● EXERCISE: Please return every line of the records that contains the word "paint".

● Excerpts from a dataset:
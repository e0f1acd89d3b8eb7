use anyhow::Context;
use argh::FromArgs;
use console_dispatch::{Catalog, Constants, Interpreter, NamingConvention, Operation, Value, ValueType};
use tracing_subscriber::EnvFilter;

#[derive(FromArgs)]
/// An interactive console over a small workbench of operations.
/// Type `help` at the prompt to list them.
struct Options {
    #[argh(option, default = "String::from(\"> \")")]
    /// prompt shown before every line.
    prompt: String,

    #[argh(option)]
    /// how multi-word commands map to operation names: camel (default) or snake.
    naming: Option<NamingConvention>,

    #[argh(option)]
    /// log filter directives, e.g. `console_dispatch=trace`. Defaults to $RUST_LOG.
    log: Option<String>,

    #[argh(option, short = 'c')]
    /// run this command and exit instead of starting the interactive console; may be repeated.
    command: Vec<String>,
}

#[derive(Debug, Clone, Copy, PartialEq)]
enum Color {
    Red,
    Green,
    Blue,
}

impl Constants for Color {
    const CONSTANTS: &'static [(&'static str, Self)] = &[("RED", Color::Red), ("GREEN", Color::Green), ("BLUE", Color::Blue)];
}

#[derive(Debug, Default)]
struct Workbench {
    value: i32,
    paint: Option<Color>,
}

fn workbench_catalog(naming: NamingConvention) -> Catalog<Workbench> {
    let int = ValueType::primitive::<i64>();
    let text = ValueType::of::<String>();
    let color = ValueType::enum_of::<Color>();

    let catalog = Catalog::new()
        .with(Operation::variadic("echo", [], text, |_: &mut Workbench, mut args| {
            let words: Vec<String> = args
                .rest_opt::<String>()?
                .into_iter()
                .map(|w| w.unwrap_or_else(|| "null".to_string()))
                .collect();
            println!("{}", words.join(" "));
            Ok(None)
        }))
        .with(Operation::new("add", [int.clone(), int.clone()], |_: &mut Workbench, mut args| {
            let (a, b): (i64, i64) = (args.next()?, args.next()?);
            Ok(Some(Value::of(a.checked_add(b).context("overflow")?)))
        }))
        .with(Operation::variadic(naming.name_of(&["add", "all"]), [], int.clone(), |_: &mut Workbench, mut args| {
            let sum = args
                .rest::<i64>()?
                .into_iter()
                .try_fold(0_i64, |acc, n| acc.checked_add(n))
                .context("overflow")?;
            Ok(Some(Value::of(sum)))
        }))
        .with(Operation::new("divide", [int.clone(), int], |_: &mut Workbench, mut args| {
            let (a, b): (i64, i64) = (args.next()?, args.next()?);
            Ok(Some(Value::of(a.checked_div(b).context("division by zero")?)))
        }))
        .with(Operation::new(
            naming.name_of(&["set", "value"]),
            [ValueType::primitive::<i32>()],
            |bench: &mut Workbench, mut args| {
                bench.value = args.next()?;
                Ok(None)
            },
        ))
        .with(Operation::new("value", [], |bench: &mut Workbench, _| Ok(Some(Value::of(bench.value)))))
        .with(Operation::new("paint", [color.clone()], |bench: &mut Workbench, mut args| {
            bench.paint = args.next_opt()?;
            Ok(None)
        }))
        .with(Operation::new("color", [], move |bench: &mut Workbench, _| {
            Ok(bench.paint.map(|c| Value::new(&color, c)))
        }));

    let listing: Vec<String> = catalog.iter().map(|op| op.signature().to_string()).collect();
    catalog.with(Operation::new("help", [], move |_: &mut Workbench, _| {
        for line in &listing {
            println!("  {}", line);
        }
        Ok(None)
    }))
}

fn main() -> anyhow::Result<()> {
    let options: Options = argh::from_env();

    let filter = match &options.log {
        Some(directives) => EnvFilter::try_new(directives).context("invalid --log directives")?,
        None => EnvFilter::from_default_env(),
    };
    tracing_subscriber::fmt()
        .with_env_filter(filter)
        .with_writer(std::io::stderr)
        .init();

    let naming = options.naming.unwrap_or_default();
    let catalog = workbench_catalog(naming);
    tracing::debug!(operations = catalog.len(), ?naming, "workbench ready");
    let mut console = Interpreter::with_catalog(Workbench::default(), catalog).with_naming(naming);

    if !options.command.is_empty() {
        for command in &options.command {
            match console.execute(command) {
                Ok(Some(value)) => println!("{:?}", value),
                Ok(None) => {}
                Err(e) => anyhow::bail!("{}", e),
            }
        }
        return Ok(());
    }

    console.repl(&options.prompt).context("terminal error")?;
    Ok(())
}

● EXPECTED OUTPUT:
    paint: Option<Color>,
        .with(Operation::new("paint", [color.clone()], |bench: &mut Workbench, mut args| {
            bench.paint = args.next_opt()?;
            Ok(bench.paint.map(|c| Value::new(&color, c)))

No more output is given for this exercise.